Section 123 of Québec’s Public Health Act is not an exact equivalent to the provision of the War Measures Act interpreted in Gray and Chemicals. Indeed, its structure is almost the opposite. The War Measures Act provided a broad initial delegation to do anything the executive “may … deem necessary or advisable for the security, defence, peace, order and welfare of Canada”, followed by a set of examples said, in Gray, to be not so much illustrative as “marginal” cases for which Parliament thought it expedient to dispel possible doubt. Section 123, by contrast, starts by enumerating a series of specific measures the government is authorized to take, followed by the residual clause in section 123(8). The enumerated measures are the obvious, central examples of a government might need to do in a public health emergency, and there is no language ousting the application of the ejusdem generis presumption. If anything, given this difference in statutory language, Gray arguably provides support for an argument a contrario for the proposition that the residual clause is not to be read as broadly as the War Measures Act delegation. If the Québec legislature really wanted to delegate “extremely broad powers” to the executive, it would have done so differently.

But there is more. Gray and Chemicals are good law so far as they explain the general ability of Parliament to delegate broad powers (including Henry VIII powers and the ability to subdelegate) to the executive. But in another respect, there is a strong argument to be made for the proposition that the law has moved on. In Gray, only Chief Justice Fitzpatrick referred to the argument that “the powers conferred by” the War Measures Act “were not intended to authorize the Governor-in-council to legislate … so as to take away a right … acquired under a statute”, but he easily rejected it. The issue did not arise in Chemicals. But the idea that authority to interfere with existing legal rights must be granted clearly if not expressly, that it will not be readily inferred from open-ended provisions delegating power to the executive, known as the principle of legality, has been much developed in the last few decades. The development has gone further in the United Kingdom than in Canada, but Justice Cromwell’s concurring reasons in Trial Lawyers Association of British Columbia v. British Columbia (Attorney General), 2014 SCC 59, [2014] 3 SCR 31, unchallenged by any of his colleagues, provide at least some support for the proposition that it is in fact part of Canadian law.
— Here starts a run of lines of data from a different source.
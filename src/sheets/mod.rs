pub mod auth;
pub mod worksheet;

pub use worksheet::{SheetReader, Worksheet};

use crate::fetch::Transport;
use crate::model::{Error, Result, Spreadsheet};
use reqwest::Url;

pub const DEFAULT_API_URL: &str = "https://sheets.googleapis.com/v4";

pub struct SheetsApi<T: Transport> {
    base_url: String,
    transport: T,
    identity: String,
}

impl<T: Transport> SheetsApi<T> {
    /// `identity` is the service account e-mail the sheet must be shared with.
    pub fn new(base_url: &str, transport: T, identity: impl ToString) -> Self {
        Self {
            base_url: base_url.trim_end_matches('/').to_string(),
            transport,
            identity: identity.to_string(),
        }
    }

    pub fn transport(&self) -> &T {
        &self.transport
    }

    pub fn identity(&self) -> &str {
        &self.identity
    }

    fn titles_url(&self, sheet: &Spreadsheet) -> String {
        format!(
            "{}/spreadsheets/{}?fields=sheets.properties.title",
            self.base_url, sheet.id
        )
    }

    fn values_url(&self, sheet: &Spreadsheet, title: &str) -> Result<String> {
        let range = format!("'{}'", title.replace('\'', "''"));
        let mut url = Url::parse(&self.base_url)
            .map_err(|e| Error::Input(format!("invalid sheets API url: {e}")))?;
        url.path_segments_mut()
            .map_err(|_| Error::Input(format!("`{}` cannot be a base url", self.base_url)))?
            .pop_if_empty()
            .extend(["spreadsheets", sheet.id.as_str(), "values", range.as_str()]);
        Ok(url.to_string())
    }
}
There is, therefore, a serious argument to be made for the proposition that while interference with court orders may be authorized, it needs to be authorized clearly. An “imprecise and broad” delegation, let alone a residual clause following an enumeration of subjects that have nothing to do with court orders, is not enough. There is, of course, no precedent directly on point, and the argument I am advancing here is just that. However, as for example Lord Sumption explained in his Reith Lectures (which I summarized here), it is quite proper for courts, even on a limited view of their power that disclaims substantive review of public policy, to ensure that the legislature has squarely confronted the implications of exorbitant powers it grants the executive (or indeed other unusual consequences that may result from its enactments).

As both Professors Valois and St-Hilaire note, the Rule of Law tends not to fare well in real and perceived emergencies. The Rule of Law is, above all, an ideal, and in such times ideals to be disregarded. Its protection as a matter of positive constitutional law is limited. As a result, contrary to what Professor Valois suggests, I do not think the principle can serve as a categorical bar to legislatively authorized interference with court orders.

At the same time, however, the Rule of Law should not be sold short. At a minimum, it requires courts to read legislation ― even emergency legislation ― carefully, and not to find in it powers beyond those actually given by legislatures. But, more than that, the principle of legality suggests that when a legislature wants to interfere with the ideal of the Rule of Law, it must at least understand what it is doing and even, perhaps, be prepared to pay the political price for it.